Brockenhurst is the largest parish council in the New Forest: around 3,500 residents that can double in summer with tourists, a precept of £107.82, a median resident age of 51, and a cross-rail link from London Waterloo to Manchester Piccadilly that brings both day-trippers and the occasional car onto the railway tracks by mistake. The parish sits inside the New Forest National Park — designated in 2005, shaped by commoners' livestock since William the Conqueror in 1079 — which means almost nothing is straightforward. Gas mains? Dug by hand because the route crossed SSSI-designated land. A new bus shelter? First, find land to swap with the verderers so the grazing footprint stays the same. A crumbling footbridge? Negotiate with Forestry England while Natural England checks the environmental impact on the surrounding SSSI. A water splash on the main road? Cars float in a surprisingly small depth of water, and the council is working with the Environment Agency, Hampshire County Council, and Forestry Commission on a flood resilience plan.

The governing landscape around a New Forest council is unlike anything a standard Proper Practices guide covers: the New Forest National Park Authority handles planning; the Verderers — a statutory body dating back centuries — protect commoners' rights over the unenclosed forest; Forestry England acts for DEFRA as landowner; Natural England holds the conservation designations; the Environment Agency, New Forest District Council, and Hampshire County Council all have roles. Layer in Brockenhurst College, the Village Hall Trust, Friends of Brockenhurst, and Speed Watch, and a typical clerk's week involves more stakeholders than most.
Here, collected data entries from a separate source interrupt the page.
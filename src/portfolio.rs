//! Portfolio state document: target weights, rebalance policy, and the
//! last-rebalance timestamp.
//!
//! The document is mutated in exactly two places: an explicit update by
//! the operator, and the executor stamping `last_rebalanced_at` when a
//! cycle reaches a terminal state with fills.

use std::path::Path;

use chrono::{DateTime, Utc};
use rustc_hash::FxHashMap;
use serde::{Deserialize, Serialize};

use crate::config::Config;
use crate::error::{Error, Result};
use crate::types::Asset;

/// A portfolio: named target allocation plus trigger policy.
#[derive(Debug, Clone, Serialize, Deserialize)]
pub struct Portfolio {
    pub name: String,
    pub targets: Vec<TargetWeight>,
    #[serde(default, skip_serializing_if = "Option::is_none")]
    pub policy: Option<PolicyOverrides>,
    #[serde(default, skip_serializing_if = "Option::is_none")]
    pub last_rebalanced_at: Option<DateTime<Utc>>,
}

/// A single target: asset + allocation weight.
#[derive(Debug, Clone, Serialize, Deserialize)]
pub struct TargetWeight {
    pub asset: Asset,
    pub weight: f64,
}

/// Optional per-portfolio policy overrides on top of the config defaults.
#[derive(Debug, Clone, Serialize, Deserialize)]
pub struct PolicyOverrides {
    #[serde(default, skip_serializing_if = "Option::is_none")]
    pub interval_hours: Option<u64>,
    #[serde(default, skip_serializing_if = "Option::is_none")]
    pub drift_tolerance: Option<f64>,
}

/// Effective trigger policy after overrides are applied.
#[derive(Debug, Clone, Copy)]
pub struct Policy {
    pub interval: Option<chrono::Duration>,
    pub tolerance: f64,
}

const WEIGHT_SUM_EPSILON: f64 = 1e-6;

impl Portfolio {
    /// Load and validate a portfolio JSON file.
    pub fn load(path: &Path) -> Result<Self> {
        let contents = std::fs::read_to_string(path).map_err(|e| Error::PortfolioRead {
            path: path.to_path_buf(),
            source: e,
        })?;
        let portfolio: Portfolio = serde_json::from_str(&contents)?;
        portfolio.validate()?;
        Ok(portfolio)
    }

    /// Parse from a JSON string (useful for testing).
    pub fn from_json(json: &str) -> Result<Self> {
        let portfolio: Portfolio = serde_json::from_str(json)?;
        portfolio.validate()?;
        Ok(portfolio)
    }

    /// Write the document back, preserving `last_rebalanced_at`.
    pub fn save(&self, path: &Path) -> Result<()> {
        let json = serde_json::to_string_pretty(self)?;
        std::fs::write(path, json)?;
        Ok(())
    }

    /// Validate the allocation.
    pub fn validate(&self) -> Result<()> {
        if self.name.is_empty() {
            return Err(Error::Portfolio("portfolio name must not be empty".into()));
        }
        if self.targets.is_empty() {
            return Err(Error::Portfolio("targets list is empty".into()));
        }

        let mut seen = std::collections::HashSet::new();
        for t in &self.targets {
            if !seen.insert(t.asset) {
                return Err(Error::Portfolio(format!("duplicate asset: {}", t.asset)));
            }
        }

        for t in &self.targets {
            if t.weight <= 0.0 || t.weight > 1.0 {
                return Err(Error::Portfolio(format!(
                    "weight for {} ({}) must be in (0.0, 1.0]",
                    t.asset, t.weight
                )));
            }
        }

        let sum: f64 = self.targets.iter().map(|t| t.weight).sum();
        if (sum - 1.0).abs() > WEIGHT_SUM_EPSILON {
            return Err(Error::Portfolio(format!(
                "target weights sum to {sum:.6} (must be 1.0)"
            )));
        }

        if let Some(ref overrides) = self.policy {
            if let Some(hours) = overrides.interval_hours {
                if hours == 0 {
                    return Err(Error::Portfolio("interval_hours override must be > 0".into()));
                }
            }
            if let Some(tol) = overrides.drift_tolerance {
                if tol <= 0.0 || tol >= 1.0 {
                    return Err(Error::Portfolio(
                        "drift_tolerance override must be in (0.0, 1.0)".into(),
                    ));
                }
            }
        }

        Ok(())
    }

    /// Targeted assets.
    pub fn assets(&self) -> Vec<Asset> {
        self.targets.iter().map(|t| t.asset).collect()
    }

    /// (asset, weight) pairs for the drift calculator.
    pub fn as_target_pairs(&self) -> Vec<(Asset, f64)> {
        self.targets.iter().map(|t| (t.asset, t.weight)).collect()
    }

    pub fn target_map(&self) -> FxHashMap<Asset, f64> {
        self.targets.iter().map(|t| (t.asset, t.weight)).collect()
    }

    /// Config policy with this portfolio's overrides applied.
    pub fn effective_policy(&self, config: &Config) -> Policy {
        let mut interval_hours = config.policy.interval_hours;
        let mut tolerance = config.policy.drift_tolerance;
        if let Some(ref overrides) = self.policy {
            if overrides.interval_hours.is_some() {
                interval_hours = overrides.interval_hours;
            }
            if let Some(tol) = overrides.drift_tolerance {
                tolerance = tol;
            }
        }
        Policy {
            interval: interval_hours.map(|h| chrono::Duration::hours(h as i64)),
            tolerance,
        }
    }
}
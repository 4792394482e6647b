//! Cycle orchestration: trigger → valuation → plan → routing → risk →
//! execution → persistence and notification.
//!
//! Stages ahead of the executor are pure; everything that touches a
//! venue goes through the injected [`ExchangeClient`].

use std::path::Path;

use chrono::{DateTime, DurationRound, Utc};
use log::{info, warn};
use rustc_hash::FxHashMap;

use crate::clock::Clock;
use crate::config::Config;
use crate::drift::{self, Valuation};
use crate::error::{Error, Result};
use crate::event::{EventState, RebalanceEvent};
use crate::exchange::{ExchangeClient, MarketData};
use crate::executor;
use crate::plan::{self, RebalancePlan};
use crate::portfolio::Portfolio;
use crate::risk::{self, RiskLimits, ValidatedPlan};
use crate::routing;
use crate::store::{EventStore, Notifier};
use crate::trigger::{self, TriggerReason, TriggerResult};
use crate::types::{Asset, Holding, PriceMap, Venue};

/// Options for one rebalance run.
#[derive(Debug, Clone, Copy, Default)]
pub struct RunOptions {
    /// Show the validated plan without executing or persisting anything.
    pub dry_run: bool,
    /// Manual trigger: bypass the trigger rules and the confirmation
    /// prompt.
    pub force: bool,
    /// Ask before executing. Only the CLI `run` command sets this; the
    /// watch loop and tests run unattended.
    pub interactive: bool,
}

/// What a cycle amounted to.
#[derive(Debug)]
pub enum CycleOutcome {
    /// Trigger rules stayed quiet; nothing was planned.
    NoTrigger { max_drift: f64 },
    /// Plan built and validated, execution skipped.
    DryRun(ValidatedPlan),
    /// Rejected before execution; the event is persisted.
    Aborted(RebalanceEvent),
    /// Execution ran to a terminal state; the event is persisted.
    Executed(RebalanceEvent),
}

/// All collaborators a cycle needs, injected once.
pub struct Engine<'a> {
    pub config: &'a Config,
    pub market: &'a dyn MarketData,
    pub client: &'a dyn ExchangeClient,
    pub clock: &'a dyn Clock,
    pub store: &'a EventStore,
    pub notifier: &'a dyn Notifier,
}

/// Midnight UTC of the current day, for the turnover budget window.
fn start_of_day(now: DateTime<Utc>) -> DateTime<Utc> {
    now.duration_trunc(chrono::Duration::days(1)).unwrap_or(now)
}

impl Engine<'_> {
    /// Positive balances on both venues.
    pub fn fetch_holdings(&self) -> Result<Vec<Holding>> {
        let mut holdings = Vec::new();
        for venue in Venue::BOTH {
            let balances = self
                .client
                .balances(venue)
                .map_err(|e| Error::Venue(format!("{venue} balances: {e}")))?;
            for (asset, quantity) in balances {
                if quantity > 0.0 {
                    holdings.push(Holding {
                        asset,
                        venue,
                        quantity,
                    });
                }
            }
        }
        holdings.sort_by(|a, b| {
            a.asset
                .cmp(&b.asset)
                .then((a.venue as u8).cmp(&(b.venue as u8)))
        });
        Ok(holdings)
    }

    /// Prices for every held and targeted asset plus the quote asset.
    pub fn fetch_prices(&self, holdings: &[Holding], portfolio: &Portfolio) -> Result<PriceMap> {
        let mut assets: Vec<Asset> = holdings.iter().map(|h| h.asset).collect();
        for asset in portfolio.assets() {
            if !assets.contains(&asset) {
                assets.push(asset);
            }
        }
        let quote = self.config.trade.quote();
        if !assets.contains(&quote) {
            assets.push(quote);
        }

        let mut prices = PriceMap::default();
        for asset in assets {
            let price = self
                .market
                .price_cents(asset)
                .map_err(|e| Error::Valuation(format!("price for {asset}: {e}")))?;
            prices.insert(asset, price);
        }
        Ok(prices)
    }

    /// Trigger evaluation against current weights. Pure; part of the
    /// public surface so collaborators can poll without running a cycle.
    pub fn evaluate_trigger(
        &self,
        portfolio: &Portfolio,
        valuation: &Valuation,
        now: DateTime<Utc>,
    ) -> TriggerResult {
        let policy = portfolio.effective_policy(self.config);
        trigger::evaluate(
            &policy,
            portfolio.last_rebalanced_at,
            valuation,
            &portfolio.as_target_pairs(),
            now,
        )
    }

    /// Drift → unbound legs → venue routing.
    pub fn build_plan(
        &self,
        portfolio: &Portfolio,
        holdings: &[Holding],
        prices: &PriceMap,
        valuation: &Valuation,
        now: DateTime<Utc>,
    ) -> Result<RebalancePlan> {
        let drift_vec = drift::compute_drift(valuation, &portfolio.as_target_pairs());
        let legs = plan::generate(
            &drift_vec,
            valuation.total_cents,
            prices,
            &self.config.lots,
            self.config.trade.min_trade_cents(),
            self.config.trade.quote(),
        )?;
        routing::assign_venues(&legs, holdings, prices, self.config, now)
    }

    /// Run one full cycle for the portfolio.
    ///
    /// Every event that reaches a terminal state is appended to the
    /// store and emitted to the notifier (dry runs create no event).
    /// Risk rejections persist the aborted event, then surface the
    /// error.
    pub fn run_cycle(
        &self,
        portfolio: &mut Portfolio,
        portfolio_path: Option<&Path>,
        opts: &RunOptions,
    ) -> Result<CycleOutcome> {
        let now = self.clock.now();

        // 1. Snapshot holdings and prices across both venues
        let holdings = self.fetch_holdings()?;
        let prices = self.fetch_prices(&holdings, portfolio)?;
        let valuation = drift::value_holdings(&holdings, &prices)?;

        // 2. Trigger rules (--force is a manual trigger)
        let evaluation = self.evaluate_trigger(portfolio, &valuation, now);
        let reason = if opts.force {
            TriggerReason::Manual
        } else {
            match evaluation.reason {
                Some(reason) => reason,
                None => {
                    info!(
                        "no trigger for {} (max drift {:.2}%)",
                        portfolio.name,
                        evaluation.max_drift * 100.0
                    );
                    return Ok(CycleOutcome::NoTrigger {
                        max_drift: evaluation.max_drift,
                    });
                }
            }
        };
        info!(
            "rebalance triggered for {} ({reason}, max drift {:.2}%)",
            portfolio.name,
            evaluation.max_drift * 100.0
        );
        let mut event = RebalanceEvent::pending(&portfolio.name, reason, now);

        // 3. Plan: drift → legs → venue routing
        let plan = match self.build_plan(portfolio, &holdings, &prices, &valuation, now) {
            Ok(plan) => plan,
            Err(e) => {
                event.abort(e.to_string(), self.clock.now());
                self.record_abort(&event, opts)?;
                return Err(e);
            }
        };
        if plan.is_empty() {
            event.abort("no correcting trades above venue and trade minimums", now);
            self.record_abort(&event, opts)?;
            return Ok(CycleOutcome::Aborted(event));
        }
        event.advance(EventState::Planned);
        event.planned_notional_cents = plan.total_notional_cents();

        // 4. Risk guard against the remaining daily turnover
        let turnover = self.store.turnover_since(start_of_day(now))?;
        let limits = RiskLimits::from_config(&self.config.risk);
        let validated =
            match risk::validate(plan, &limits, &valuation, turnover, &self.config.lots) {
                Ok(validated) => validated,
                Err(e) => {
                    event.abort(e.to_string(), self.clock.now());
                    self.record_abort(&event, opts)?;
                    return Err(e);
                }
            };
        if validated.plan.is_empty() {
            event.abort("plan empty after risk scale-down", self.clock.now());
            self.record_abort(&event, opts)?;
            return Ok(CycleOutcome::Aborted(event));
        }
        for adjustment in &validated.adjustments {
            warn!(
                "risk guard scaled {} {}: {} -> {}",
                adjustment.rule, adjustment.asset, adjustment.old_qty, adjustment.new_qty
            );
        }
        event.advance(EventState::Validated);

        // 5. Show the plan; dry runs stop before anything touches a venue
        display_plan(&validated);
        if opts.dry_run {
            println!("\n[DRY RUN] No orders submitted.");
            return Ok(CycleOutcome::DryRun(validated));
        }

        // 6. Confirmation (interactive runs only)
        if opts.interactive && !opts.force {
            let confirmed = dialoguer::Confirm::new()
                .with_prompt("Execute?")
                .default(false)
                .interact()
                .map_err(|e| Error::Aborted(format!("confirmation prompt failed: {e}")))?;
            if !confirmed {
                event.abort("user declined execution", self.clock.now());
                self.record_abort(&event, opts)?;
                return Ok(CycleOutcome::Aborted(event));
            }
        }

        // 7. Execute; leg outcomes land on the event
        executor::execute(&validated, self.client, self.clock, self.config, &mut event);

        // 8. The executor owns the last-rebalance stamp: only a terminal
        //    state with fills moves it
        if event.any_fills() {
            portfolio.last_rebalanced_at = Some(self.clock.now());
            if let Some(path) = portfolio_path {
                portfolio.save(path)?;
            }
        }

        // 9. Persist and notify, whatever the terminal state
        self.store.append(&event)?;
        self.notifier.emit(&event);

        println!(
            "\n{}: {} ({} transfers, {} legs, ${:.2} fees)",
            event.state,
            event.detail,
            event.transfers.len(),
            event.legs.len(),
            event.fees_paid_cents as f64 / 100.0,
        );

        Ok(CycleOutcome::Executed(event))
    }

    fn record_abort(&self, event: &RebalanceEvent, opts: &RunOptions) -> Result<()> {
        info!("cycle aborted: {}", event.detail);
        if !opts.dry_run {
            self.store.append(event)?;
            self.notifier.emit(event);
        }
        Ok(())
    }
}

/// Print current holdings with weights vs targets.
pub fn display_holdings(
    holdings: &[Holding],
    prices: &PriceMap,
    valuation: &Valuation,
    targets: &FxHashMap<Asset, f64>,
) {
    println!("CURRENT HOLDINGS:");
    println!(
        "  {:8} {:10} {:>16} {:>14} {:>9} {:>9}",
        "Asset", "Venue", "Quantity", "Value", "Weight", "Target"
    );
    for holding in holdings {
        let price = prices.get(&holding.asset).copied().unwrap_or(0);
        let value = holding.quantity * price as f64 / 100.0;
        println!(
            "  {:8} {:10} {:>16.8} {:>13.2} {:>8.1}% {:>8.1}%",
            holding.asset,
            format!("{}", holding.venue),
            holding.quantity,
            value,
            valuation.weight(holding.asset) * 100.0,
            targets.get(&holding.asset).copied().unwrap_or(0.0) * 100.0,
        );
    }
    println!(
        "\n  Total value: ${:.2}",
        valuation.total_cents as f64 / 100.0
    );
}

/// Print the validated plan the way the executor will run it.
pub fn display_plan(validated: &ValidatedPlan) {
    let plan = &validated.plan;

    if !plan.transfers.is_empty() {
        println!("\nTRANSFERS (before dependent legs):");
        for (i, transfer) in plan.transfers.iter().enumerate() {
            println!(
                "  {:>3}  {:>16.8} {:8} {} -> {}  (fee ${:.2})",
                i + 1,
                transfer.amount,
                format!("{}", transfer.asset),
                transfer.from,
                transfer.to,
                transfer.fee_cents as f64 / 100.0,
            );
        }
    }

    println!("\nREBALANCE LEGS:");
    println!(
        "  {:>3}  {:5} {:8} {:10} {:>16} {:>12}",
        "#", "Side", "Asset", "Venue", "Quantity", "Notional"
    );
    for (i, leg) in plan.legs.iter().enumerate() {
        println!(
            "  {:>3}  {:5} {:8} {:10} {:>16.8} {:>11.2}{}",
            i + 1,
            format!("{}", leg.side),
            format!("{}", leg.asset),
            format!("{}", leg.venue),
            leg.quantity,
            leg.notional_cents as f64 / 100.0,
            if leg.depends_on_transfer.is_some() {
                "  (after transfer)"
            } else {
                ""
            },
        );
    }

    for adjustment in &validated.adjustments {
        println!(
            "  note: {} scaled by {} ({} -> {})",
            adjustment.asset, adjustment.rule, adjustment.old_qty, adjustment.new_qty
        );
    }

    println!(
        "\nEst. cost: ${:.2} (fees + slippage)",
        plan.expected_total_cost_cents as f64 / 100.0
    );
}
The animals are both the draw and the daily operational challenge. The ponies, cattle, donkeys, and pigs are semi-feral — not wild, not pets, free to roam anywhere across the unenclosed forest, with full right of way over traffic. They fertilise the heathland, keep the landscape open, and maintain biodiversity that earned the New Forest its designation. They also work out how to open wheelie bins (the district council's new food caddies lasted approximately one week before the donkeys cracked them), alert the parish office when they're lying down for a proper sleep (panicking visitors who think they've found a dead foal), and get encouraged into local shops by Brockenhurst College students roughly once a year — always a slow news week, always national coverage.

Gale herself is a practicing commoner — she bought a property with rights of common, established her entitlement at the Verderers' Court, found a mentor among established commoners, and now has her own ponies roaming the forest. On weekend evenings she goes out to find them, identifies them by their markings and the way they walk, and checks on them the way a farmer checks on livestock — except hers are somewhere across 220 square miles of open heathland. "I think I went through the wardrobe and came out in Narnia," she says. She grew up on a council estate in Kent, cried herself to sleep as a child for want of a pony, worked at the Palace Theatre on Shaftesbury Avenue at 18, and eventually found her way to the New Forest and a life she pinches herself over every day.

The advice she'd give her 18-year-old self: learn about money. Not an accounting course — just the really boring stuff. Pensions. Savings. Starting early.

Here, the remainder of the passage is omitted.